§ **Your instructions**
Give the number of lines in the records below that contain the word "TaskShared". State only that number.

Stored items from a collection
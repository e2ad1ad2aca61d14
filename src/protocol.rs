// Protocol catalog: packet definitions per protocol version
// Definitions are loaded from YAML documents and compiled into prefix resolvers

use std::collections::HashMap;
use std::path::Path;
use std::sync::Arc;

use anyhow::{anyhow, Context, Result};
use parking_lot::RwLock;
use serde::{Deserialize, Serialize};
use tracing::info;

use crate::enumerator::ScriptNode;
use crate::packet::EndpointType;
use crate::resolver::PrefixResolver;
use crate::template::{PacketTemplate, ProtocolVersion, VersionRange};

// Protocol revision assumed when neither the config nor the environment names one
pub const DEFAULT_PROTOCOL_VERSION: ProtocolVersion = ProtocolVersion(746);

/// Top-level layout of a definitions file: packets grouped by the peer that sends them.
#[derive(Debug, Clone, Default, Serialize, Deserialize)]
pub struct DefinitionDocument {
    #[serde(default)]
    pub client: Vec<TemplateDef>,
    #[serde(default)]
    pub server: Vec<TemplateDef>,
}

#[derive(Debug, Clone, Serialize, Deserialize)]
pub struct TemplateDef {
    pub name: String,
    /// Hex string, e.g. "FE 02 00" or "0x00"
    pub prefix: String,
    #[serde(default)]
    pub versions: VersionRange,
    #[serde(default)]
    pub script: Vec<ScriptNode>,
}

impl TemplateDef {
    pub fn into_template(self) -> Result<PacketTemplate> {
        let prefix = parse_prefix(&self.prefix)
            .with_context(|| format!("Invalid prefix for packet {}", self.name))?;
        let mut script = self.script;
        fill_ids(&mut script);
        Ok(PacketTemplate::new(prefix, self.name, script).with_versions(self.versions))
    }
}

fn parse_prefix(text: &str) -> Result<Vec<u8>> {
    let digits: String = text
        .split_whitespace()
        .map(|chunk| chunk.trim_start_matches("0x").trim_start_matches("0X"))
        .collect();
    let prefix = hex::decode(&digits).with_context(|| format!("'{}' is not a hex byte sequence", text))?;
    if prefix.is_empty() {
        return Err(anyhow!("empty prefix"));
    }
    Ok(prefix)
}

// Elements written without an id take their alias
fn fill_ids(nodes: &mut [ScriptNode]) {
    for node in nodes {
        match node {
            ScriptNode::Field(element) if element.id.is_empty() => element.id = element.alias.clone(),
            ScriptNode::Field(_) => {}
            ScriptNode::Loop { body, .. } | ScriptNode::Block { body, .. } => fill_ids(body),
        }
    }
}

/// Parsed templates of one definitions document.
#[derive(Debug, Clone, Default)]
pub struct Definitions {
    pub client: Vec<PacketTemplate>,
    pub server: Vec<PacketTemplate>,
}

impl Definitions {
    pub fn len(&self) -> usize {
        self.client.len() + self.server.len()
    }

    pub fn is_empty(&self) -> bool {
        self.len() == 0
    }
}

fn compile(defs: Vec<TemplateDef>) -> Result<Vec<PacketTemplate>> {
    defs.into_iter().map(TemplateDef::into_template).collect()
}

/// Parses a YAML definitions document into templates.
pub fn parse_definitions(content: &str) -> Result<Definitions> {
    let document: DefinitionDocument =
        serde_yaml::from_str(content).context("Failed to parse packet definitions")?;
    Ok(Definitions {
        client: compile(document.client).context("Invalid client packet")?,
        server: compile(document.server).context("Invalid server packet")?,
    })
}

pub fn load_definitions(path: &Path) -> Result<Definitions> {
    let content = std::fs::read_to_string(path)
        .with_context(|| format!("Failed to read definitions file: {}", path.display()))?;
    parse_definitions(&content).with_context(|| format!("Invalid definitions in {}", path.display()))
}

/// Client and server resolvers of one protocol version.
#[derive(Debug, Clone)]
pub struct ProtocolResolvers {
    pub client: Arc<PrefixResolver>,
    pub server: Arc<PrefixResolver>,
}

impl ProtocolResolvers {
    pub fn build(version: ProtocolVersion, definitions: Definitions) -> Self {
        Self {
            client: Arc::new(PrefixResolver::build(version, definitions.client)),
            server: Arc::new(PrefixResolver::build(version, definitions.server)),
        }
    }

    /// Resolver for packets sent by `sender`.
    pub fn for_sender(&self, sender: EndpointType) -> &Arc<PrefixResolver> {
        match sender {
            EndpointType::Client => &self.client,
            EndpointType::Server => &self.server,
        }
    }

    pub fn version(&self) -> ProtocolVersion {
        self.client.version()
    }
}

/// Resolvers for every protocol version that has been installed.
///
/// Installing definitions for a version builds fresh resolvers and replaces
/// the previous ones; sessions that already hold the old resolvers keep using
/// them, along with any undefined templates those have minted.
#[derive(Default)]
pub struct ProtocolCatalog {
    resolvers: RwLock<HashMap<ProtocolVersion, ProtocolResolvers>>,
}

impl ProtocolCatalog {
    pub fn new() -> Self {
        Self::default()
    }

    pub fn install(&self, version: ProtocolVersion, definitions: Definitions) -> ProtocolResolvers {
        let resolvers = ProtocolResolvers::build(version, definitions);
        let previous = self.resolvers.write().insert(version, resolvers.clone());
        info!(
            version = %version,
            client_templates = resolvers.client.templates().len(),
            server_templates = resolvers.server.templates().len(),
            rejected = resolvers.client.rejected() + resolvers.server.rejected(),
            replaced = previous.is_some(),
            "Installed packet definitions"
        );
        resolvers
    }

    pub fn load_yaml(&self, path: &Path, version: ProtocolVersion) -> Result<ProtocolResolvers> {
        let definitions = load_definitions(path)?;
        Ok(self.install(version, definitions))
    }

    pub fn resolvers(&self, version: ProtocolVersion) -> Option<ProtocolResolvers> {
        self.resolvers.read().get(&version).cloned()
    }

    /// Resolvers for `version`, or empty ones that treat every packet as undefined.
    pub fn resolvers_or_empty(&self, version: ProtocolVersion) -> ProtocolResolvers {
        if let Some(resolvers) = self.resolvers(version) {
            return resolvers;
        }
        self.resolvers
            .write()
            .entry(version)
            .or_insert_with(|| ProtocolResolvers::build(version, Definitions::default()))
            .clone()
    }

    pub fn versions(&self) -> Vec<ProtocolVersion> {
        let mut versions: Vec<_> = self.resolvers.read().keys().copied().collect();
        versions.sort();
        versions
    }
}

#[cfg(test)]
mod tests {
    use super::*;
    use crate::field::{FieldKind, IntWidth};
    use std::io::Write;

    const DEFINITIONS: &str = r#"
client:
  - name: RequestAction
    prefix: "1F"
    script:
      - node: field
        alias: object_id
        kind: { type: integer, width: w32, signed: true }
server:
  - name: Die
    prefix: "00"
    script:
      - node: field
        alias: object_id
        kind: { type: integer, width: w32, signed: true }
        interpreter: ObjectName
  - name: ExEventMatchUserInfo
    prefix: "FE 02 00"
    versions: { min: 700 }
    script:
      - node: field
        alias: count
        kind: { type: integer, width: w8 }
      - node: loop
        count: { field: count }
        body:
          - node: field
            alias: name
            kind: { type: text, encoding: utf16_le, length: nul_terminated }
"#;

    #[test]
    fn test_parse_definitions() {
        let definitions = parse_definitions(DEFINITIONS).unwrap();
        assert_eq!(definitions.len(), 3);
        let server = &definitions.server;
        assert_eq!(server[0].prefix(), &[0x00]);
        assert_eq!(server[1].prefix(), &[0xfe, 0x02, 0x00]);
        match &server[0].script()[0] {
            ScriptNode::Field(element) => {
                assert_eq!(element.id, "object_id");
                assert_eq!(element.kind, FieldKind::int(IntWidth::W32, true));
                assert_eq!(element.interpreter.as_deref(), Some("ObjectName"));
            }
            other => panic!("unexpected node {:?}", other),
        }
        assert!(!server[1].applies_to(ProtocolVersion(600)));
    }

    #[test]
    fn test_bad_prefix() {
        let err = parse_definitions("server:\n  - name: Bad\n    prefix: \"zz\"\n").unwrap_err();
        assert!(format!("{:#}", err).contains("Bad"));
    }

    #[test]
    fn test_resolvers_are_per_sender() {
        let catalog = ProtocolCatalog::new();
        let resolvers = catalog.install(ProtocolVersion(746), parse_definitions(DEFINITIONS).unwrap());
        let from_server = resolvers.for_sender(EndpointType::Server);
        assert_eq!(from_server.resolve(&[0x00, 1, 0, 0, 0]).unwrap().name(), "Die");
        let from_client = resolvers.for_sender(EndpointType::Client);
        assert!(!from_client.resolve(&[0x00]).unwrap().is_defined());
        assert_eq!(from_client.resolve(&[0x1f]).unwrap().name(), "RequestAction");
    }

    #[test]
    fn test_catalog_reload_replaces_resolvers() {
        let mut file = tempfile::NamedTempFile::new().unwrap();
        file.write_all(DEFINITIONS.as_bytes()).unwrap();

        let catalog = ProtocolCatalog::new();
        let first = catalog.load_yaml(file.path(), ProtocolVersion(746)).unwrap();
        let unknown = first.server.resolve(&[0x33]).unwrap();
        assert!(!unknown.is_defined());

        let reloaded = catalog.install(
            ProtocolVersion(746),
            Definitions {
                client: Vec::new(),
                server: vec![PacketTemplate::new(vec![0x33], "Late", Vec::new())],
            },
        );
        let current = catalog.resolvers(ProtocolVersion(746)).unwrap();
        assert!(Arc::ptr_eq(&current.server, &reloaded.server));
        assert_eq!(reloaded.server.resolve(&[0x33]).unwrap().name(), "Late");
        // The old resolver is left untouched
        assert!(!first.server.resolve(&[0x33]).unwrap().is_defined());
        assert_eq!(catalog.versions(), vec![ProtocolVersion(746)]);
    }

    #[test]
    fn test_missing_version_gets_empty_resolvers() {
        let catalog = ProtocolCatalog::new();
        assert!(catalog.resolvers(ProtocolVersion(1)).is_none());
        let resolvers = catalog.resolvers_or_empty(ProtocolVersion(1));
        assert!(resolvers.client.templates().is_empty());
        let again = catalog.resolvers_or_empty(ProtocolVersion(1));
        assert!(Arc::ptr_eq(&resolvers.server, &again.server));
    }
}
==
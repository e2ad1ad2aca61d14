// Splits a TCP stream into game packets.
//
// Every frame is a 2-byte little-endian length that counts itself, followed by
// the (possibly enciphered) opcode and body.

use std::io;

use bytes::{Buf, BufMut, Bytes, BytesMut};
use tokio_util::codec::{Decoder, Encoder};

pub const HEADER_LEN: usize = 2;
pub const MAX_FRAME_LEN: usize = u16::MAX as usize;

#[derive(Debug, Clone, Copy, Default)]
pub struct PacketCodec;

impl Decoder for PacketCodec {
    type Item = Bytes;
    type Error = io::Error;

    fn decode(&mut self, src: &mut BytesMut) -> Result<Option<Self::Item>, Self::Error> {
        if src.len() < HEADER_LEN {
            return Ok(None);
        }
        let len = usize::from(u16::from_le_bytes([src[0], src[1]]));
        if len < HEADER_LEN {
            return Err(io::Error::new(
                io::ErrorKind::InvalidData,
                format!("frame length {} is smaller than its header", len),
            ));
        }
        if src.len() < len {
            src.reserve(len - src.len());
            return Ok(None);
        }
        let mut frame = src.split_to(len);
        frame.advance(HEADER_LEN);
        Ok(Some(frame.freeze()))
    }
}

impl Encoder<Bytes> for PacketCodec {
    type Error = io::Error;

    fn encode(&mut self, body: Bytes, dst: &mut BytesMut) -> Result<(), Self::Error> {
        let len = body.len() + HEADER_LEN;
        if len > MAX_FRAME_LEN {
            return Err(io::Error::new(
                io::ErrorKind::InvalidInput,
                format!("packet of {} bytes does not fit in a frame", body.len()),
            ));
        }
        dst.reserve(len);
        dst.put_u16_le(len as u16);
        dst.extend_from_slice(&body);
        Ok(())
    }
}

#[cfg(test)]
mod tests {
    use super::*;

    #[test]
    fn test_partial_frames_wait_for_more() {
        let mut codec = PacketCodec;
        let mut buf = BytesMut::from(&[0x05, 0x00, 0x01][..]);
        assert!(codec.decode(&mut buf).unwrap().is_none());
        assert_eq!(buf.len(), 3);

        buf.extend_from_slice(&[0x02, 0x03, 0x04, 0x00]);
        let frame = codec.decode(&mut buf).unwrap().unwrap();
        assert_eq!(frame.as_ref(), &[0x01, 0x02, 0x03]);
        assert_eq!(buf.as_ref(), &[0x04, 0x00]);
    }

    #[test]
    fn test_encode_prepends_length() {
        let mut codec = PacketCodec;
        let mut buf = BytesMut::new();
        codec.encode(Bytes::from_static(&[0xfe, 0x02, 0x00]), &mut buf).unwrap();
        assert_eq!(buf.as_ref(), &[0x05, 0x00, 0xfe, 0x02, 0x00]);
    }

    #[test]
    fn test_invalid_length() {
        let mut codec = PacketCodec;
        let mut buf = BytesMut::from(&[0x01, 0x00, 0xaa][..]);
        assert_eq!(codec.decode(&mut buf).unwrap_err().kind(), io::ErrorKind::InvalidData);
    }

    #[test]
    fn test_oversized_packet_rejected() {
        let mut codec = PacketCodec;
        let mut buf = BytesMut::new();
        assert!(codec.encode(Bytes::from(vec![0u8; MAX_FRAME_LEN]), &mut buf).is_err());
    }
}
...
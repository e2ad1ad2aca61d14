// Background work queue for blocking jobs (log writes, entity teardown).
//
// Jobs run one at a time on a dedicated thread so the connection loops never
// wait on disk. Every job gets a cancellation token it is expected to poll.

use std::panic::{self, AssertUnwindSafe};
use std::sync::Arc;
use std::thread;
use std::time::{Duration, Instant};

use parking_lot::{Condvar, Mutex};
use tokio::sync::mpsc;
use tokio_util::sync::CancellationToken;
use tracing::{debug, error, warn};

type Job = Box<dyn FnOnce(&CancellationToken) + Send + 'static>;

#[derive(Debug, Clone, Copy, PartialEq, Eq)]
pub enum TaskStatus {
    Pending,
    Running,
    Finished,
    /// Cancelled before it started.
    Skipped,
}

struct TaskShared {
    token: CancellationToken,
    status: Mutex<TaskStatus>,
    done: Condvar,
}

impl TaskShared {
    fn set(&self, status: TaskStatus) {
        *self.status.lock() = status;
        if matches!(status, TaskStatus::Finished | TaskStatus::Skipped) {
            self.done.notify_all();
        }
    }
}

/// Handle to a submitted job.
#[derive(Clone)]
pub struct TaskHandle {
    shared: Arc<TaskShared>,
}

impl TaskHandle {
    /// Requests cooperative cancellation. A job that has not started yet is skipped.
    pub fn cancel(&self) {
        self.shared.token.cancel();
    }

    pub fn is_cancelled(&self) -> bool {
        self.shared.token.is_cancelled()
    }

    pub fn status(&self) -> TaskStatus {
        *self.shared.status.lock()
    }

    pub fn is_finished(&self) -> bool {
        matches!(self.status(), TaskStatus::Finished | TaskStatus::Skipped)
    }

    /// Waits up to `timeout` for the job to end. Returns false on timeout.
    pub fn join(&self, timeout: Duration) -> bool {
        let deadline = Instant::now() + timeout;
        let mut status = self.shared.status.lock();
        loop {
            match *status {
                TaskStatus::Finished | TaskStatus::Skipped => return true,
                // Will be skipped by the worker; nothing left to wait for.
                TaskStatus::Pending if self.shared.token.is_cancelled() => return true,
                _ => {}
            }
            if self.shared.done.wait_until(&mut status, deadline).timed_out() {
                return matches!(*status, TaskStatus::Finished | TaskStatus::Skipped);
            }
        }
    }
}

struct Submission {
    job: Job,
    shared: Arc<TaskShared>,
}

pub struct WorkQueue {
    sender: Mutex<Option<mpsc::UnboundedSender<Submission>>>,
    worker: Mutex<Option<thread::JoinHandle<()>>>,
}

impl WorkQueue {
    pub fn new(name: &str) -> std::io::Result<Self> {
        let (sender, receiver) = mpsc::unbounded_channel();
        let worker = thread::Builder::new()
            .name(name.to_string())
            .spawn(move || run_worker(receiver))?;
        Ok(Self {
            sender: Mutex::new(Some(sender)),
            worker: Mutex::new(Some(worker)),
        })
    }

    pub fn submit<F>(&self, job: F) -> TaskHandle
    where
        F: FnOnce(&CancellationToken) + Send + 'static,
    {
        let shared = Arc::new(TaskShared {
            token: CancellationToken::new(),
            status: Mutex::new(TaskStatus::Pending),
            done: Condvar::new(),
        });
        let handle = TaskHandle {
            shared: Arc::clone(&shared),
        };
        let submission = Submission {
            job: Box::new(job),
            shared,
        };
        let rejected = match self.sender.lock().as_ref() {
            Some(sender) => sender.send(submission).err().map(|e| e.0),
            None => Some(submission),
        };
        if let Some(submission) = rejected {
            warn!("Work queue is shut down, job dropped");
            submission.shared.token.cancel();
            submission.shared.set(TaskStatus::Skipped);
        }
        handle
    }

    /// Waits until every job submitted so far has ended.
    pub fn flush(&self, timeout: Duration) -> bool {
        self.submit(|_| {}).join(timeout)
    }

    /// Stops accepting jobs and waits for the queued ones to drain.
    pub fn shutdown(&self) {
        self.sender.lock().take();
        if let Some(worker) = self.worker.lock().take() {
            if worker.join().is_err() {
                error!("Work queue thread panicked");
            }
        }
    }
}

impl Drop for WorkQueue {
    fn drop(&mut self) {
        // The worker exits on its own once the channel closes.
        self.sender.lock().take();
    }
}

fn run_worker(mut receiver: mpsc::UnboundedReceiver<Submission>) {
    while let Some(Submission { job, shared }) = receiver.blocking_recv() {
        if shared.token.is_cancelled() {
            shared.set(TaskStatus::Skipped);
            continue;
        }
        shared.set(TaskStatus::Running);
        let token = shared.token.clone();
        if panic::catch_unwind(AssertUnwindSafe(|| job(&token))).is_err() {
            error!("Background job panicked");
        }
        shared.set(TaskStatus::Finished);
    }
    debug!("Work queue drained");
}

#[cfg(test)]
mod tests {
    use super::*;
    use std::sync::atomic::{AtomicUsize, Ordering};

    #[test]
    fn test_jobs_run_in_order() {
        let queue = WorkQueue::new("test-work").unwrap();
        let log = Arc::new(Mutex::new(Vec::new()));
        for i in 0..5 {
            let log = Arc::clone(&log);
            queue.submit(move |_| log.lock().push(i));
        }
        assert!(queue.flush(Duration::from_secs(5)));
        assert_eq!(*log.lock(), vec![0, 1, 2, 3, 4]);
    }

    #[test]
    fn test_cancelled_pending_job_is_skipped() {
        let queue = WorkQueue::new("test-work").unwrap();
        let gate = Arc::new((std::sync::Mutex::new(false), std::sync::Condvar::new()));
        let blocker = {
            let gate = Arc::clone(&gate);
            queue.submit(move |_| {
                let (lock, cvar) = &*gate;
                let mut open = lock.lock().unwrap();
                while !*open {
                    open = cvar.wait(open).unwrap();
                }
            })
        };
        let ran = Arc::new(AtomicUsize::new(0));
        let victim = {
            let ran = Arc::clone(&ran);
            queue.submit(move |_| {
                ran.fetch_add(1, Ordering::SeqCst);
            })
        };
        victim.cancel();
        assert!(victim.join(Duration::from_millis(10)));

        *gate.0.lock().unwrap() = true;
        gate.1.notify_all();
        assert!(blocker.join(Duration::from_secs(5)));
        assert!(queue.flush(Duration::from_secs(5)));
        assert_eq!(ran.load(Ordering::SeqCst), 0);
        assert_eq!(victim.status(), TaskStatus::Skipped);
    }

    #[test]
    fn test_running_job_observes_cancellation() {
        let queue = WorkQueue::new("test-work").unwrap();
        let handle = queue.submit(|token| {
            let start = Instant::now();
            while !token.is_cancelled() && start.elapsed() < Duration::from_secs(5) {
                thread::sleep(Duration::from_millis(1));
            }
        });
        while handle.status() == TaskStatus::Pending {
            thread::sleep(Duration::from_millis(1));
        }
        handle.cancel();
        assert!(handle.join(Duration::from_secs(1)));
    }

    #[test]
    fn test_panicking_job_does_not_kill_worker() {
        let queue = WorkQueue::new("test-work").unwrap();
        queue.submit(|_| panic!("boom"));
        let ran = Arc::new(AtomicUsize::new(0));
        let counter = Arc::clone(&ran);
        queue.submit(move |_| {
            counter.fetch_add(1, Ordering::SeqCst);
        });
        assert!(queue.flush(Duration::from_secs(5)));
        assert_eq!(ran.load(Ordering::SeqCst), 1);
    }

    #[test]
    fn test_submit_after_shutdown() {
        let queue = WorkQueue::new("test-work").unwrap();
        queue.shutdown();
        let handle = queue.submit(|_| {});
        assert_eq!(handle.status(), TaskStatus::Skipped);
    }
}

§ **Answer to this problem**
5